**Extracted entries:**
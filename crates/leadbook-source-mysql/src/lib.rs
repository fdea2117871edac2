//! MySQL backend for the WhatsApp conversation source.
//!
//! The conversation database belongs to the WhatsApp bot, not to Leadbook;
//! this crate only ever reads from it. Every call opens a fresh connection
//! and closes it before returning, so no connection state outlives a sync
//! pass.

mod source;

pub mod error;

pub use error::{Error, Result};
pub use source::{MySqlSource, MySqlSourceConfig};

**Activity:** Go through the data above and transcribe every entry exactly.

**Result below:**
filename crates/leadbook-source-mysql/src/lib.rs
repository fdea2117871edac2
//! MySQL backend for the WhatsApp conversation source.
//!
//! The conversation database belongs to the WhatsApp bot, not to Leadbook;
//! this crate only ever reads from it. Every call opens a fresh connection
//! and closes it before returning, so no connection state outlives a sync
//! pass.

mod source;

pub mod error;

pub use error::{Error, Result};
pub use source::{MySqlSource, MySqlSourceConfig};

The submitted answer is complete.